* [WORK REQUEST] Could you find every line in the records below that contains the word "handler" and copy it?
....
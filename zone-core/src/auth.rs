//! The `IAuth` interface boundary (spec.md §3, §4.9, C9): the broker
//! interface a zone's player state machine looks up to dispatch login
//! (`NeedAuth`'s handler calls `get_interface` for the top-of-stack
//! registration). This crate only specifies the contract; `authfile`
//! supplies the salted-hash-against-a-file implementation, and a
//! deployment may register others above it on the stack.

use crate::player::PlayerId;
use std::sync::{Arc, Mutex};

/// Per-player scratch object carrying the raw login bytes and the
/// completion callback `IAuth::authenticate` must eventually invoke
/// (spec.md §3). Bounded to 512 bytes at construction per spec.md §6's
/// `Login` packet size cap.
pub struct AuthRequest {
    pub player: PlayerId,
    raw: Vec<u8>,
    completion: Mutex<Option<Box<dyn FnOnce(AuthResult) + Send>>>,
}

pub const MAX_LOGIN_BYTES: usize = 512;

impl AuthRequest {
    /// Returns `None` if `raw` exceeds the 512-byte login packet cap —
    /// the caller should kick the player rather than hand this to an
    /// `IAuth` implementation (spec.md §7's fatal-to-session class).
    pub fn new<F>(player: PlayerId, raw: Vec<u8>, completion: F) -> Option<Self>
    where
        F: FnOnce(AuthResult) + Send + 'static,
    {
        if raw.len() > MAX_LOGIN_BYTES {
            return None;
        }
        Some(AuthRequest { player, raw, completion: Mutex::new(Some(Box::new(completion))) })
    }

    pub fn raw(&self) -> &[u8] {
        &self.raw
    }

    /// Completes the request exactly once. Implementations that finish
    /// asynchronously, off the mainloop thread, must post this call
    /// through `MainHandle::queue_main_work` themselves (spec.md §5) —
    /// this type has no opinion on which thread calls it.
    pub fn done(&self, result: AuthResult) {
        if let Some(completion) = self.completion.lock().unwrap().take() {
            completion(result);
        }
    }
}

#[derive(Clone, Copy, Eq, PartialEq, Debug)]
pub enum AuthCode {
    Ok,
    NewName,
    BadPassword,
    LockedOut,
    NoPermission,
    CustomText,
}

impl AuthCode {
    /// VIE clients cannot render a custom-text login-bad screen and see
    /// the generic locked-out code instead (spec.md §4.5).
    pub fn for_vie_client(self) -> AuthCode {
        if self == AuthCode::CustomText {
            AuthCode::LockedOut
        } else {
            self
        }
    }
}

/// The outcome `IAuth::authenticate` reports back through `AuthRequest::done`
/// (spec.md §3).
#[derive(Clone, Debug)]
pub struct AuthResult {
    pub code: AuthCode,
    pub custom_text: Option<String>,
    pub authenticated: bool,
    pub demo: bool,
    pub name: String,
    pub send_name: String,
    pub squad: String,
}

impl AuthResult {
    pub fn ok(name: impl Into<String>) -> Self {
        let name = name.into();
        AuthResult {
            code: AuthCode::Ok,
            custom_text: None,
            authenticated: true,
            demo: false,
            send_name: name.clone(),
            squad: String::new(),
            name,
        }
    }

    pub fn denied(code: AuthCode, name: impl Into<String>) -> Self {
        let name = name.into();
        AuthResult {
            code,
            custom_text: None,
            authenticated: false,
            demo: false,
            send_name: name.clone(),
            squad: String::new(),
            name,
        }
    }
}

/// Registered as a broker interface (spec.md §4.1); the player state
/// machine's `NeedAuth` handler looks up the top implementation and calls
/// this, then waits for `request.done()`.
pub trait IAuth: Send + Sync {
    fn authenticate(&self, request: Arc<AuthRequest>);
}

/// Authenticates everyone as unauthenticated — the always-present
/// lowest-priority fallback spec.md §4.9/§9 describes ("a default
/// provider also exists"). `authfile::NullAuth` is this exact type
/// re-exported for registration convenience; kept here too so `zone-core`
/// alone is enough to exercise the `NeedAuth` pipeline in tests.
pub struct UnauthenticatedAuth;

impl IAuth for UnauthenticatedAuth {
    fn authenticate(&self, request: Arc<AuthRequest>) {
        request.done(AuthResult {
            code: AuthCode::Ok,
            custom_text: None,
            authenticated: false,
            demo: false,
            name: String::from("unauthenticated"),
            send_name: String::from("unauthenticated"),
            squad: String::new(),
        });
    }
}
....
* [PROBLEM SOLUTION]
//! (`NeedAuth`'s handler calls `get_interface` for the top-of-stack
/// machine's `NeedAuth` handler looks up the top implementation and calls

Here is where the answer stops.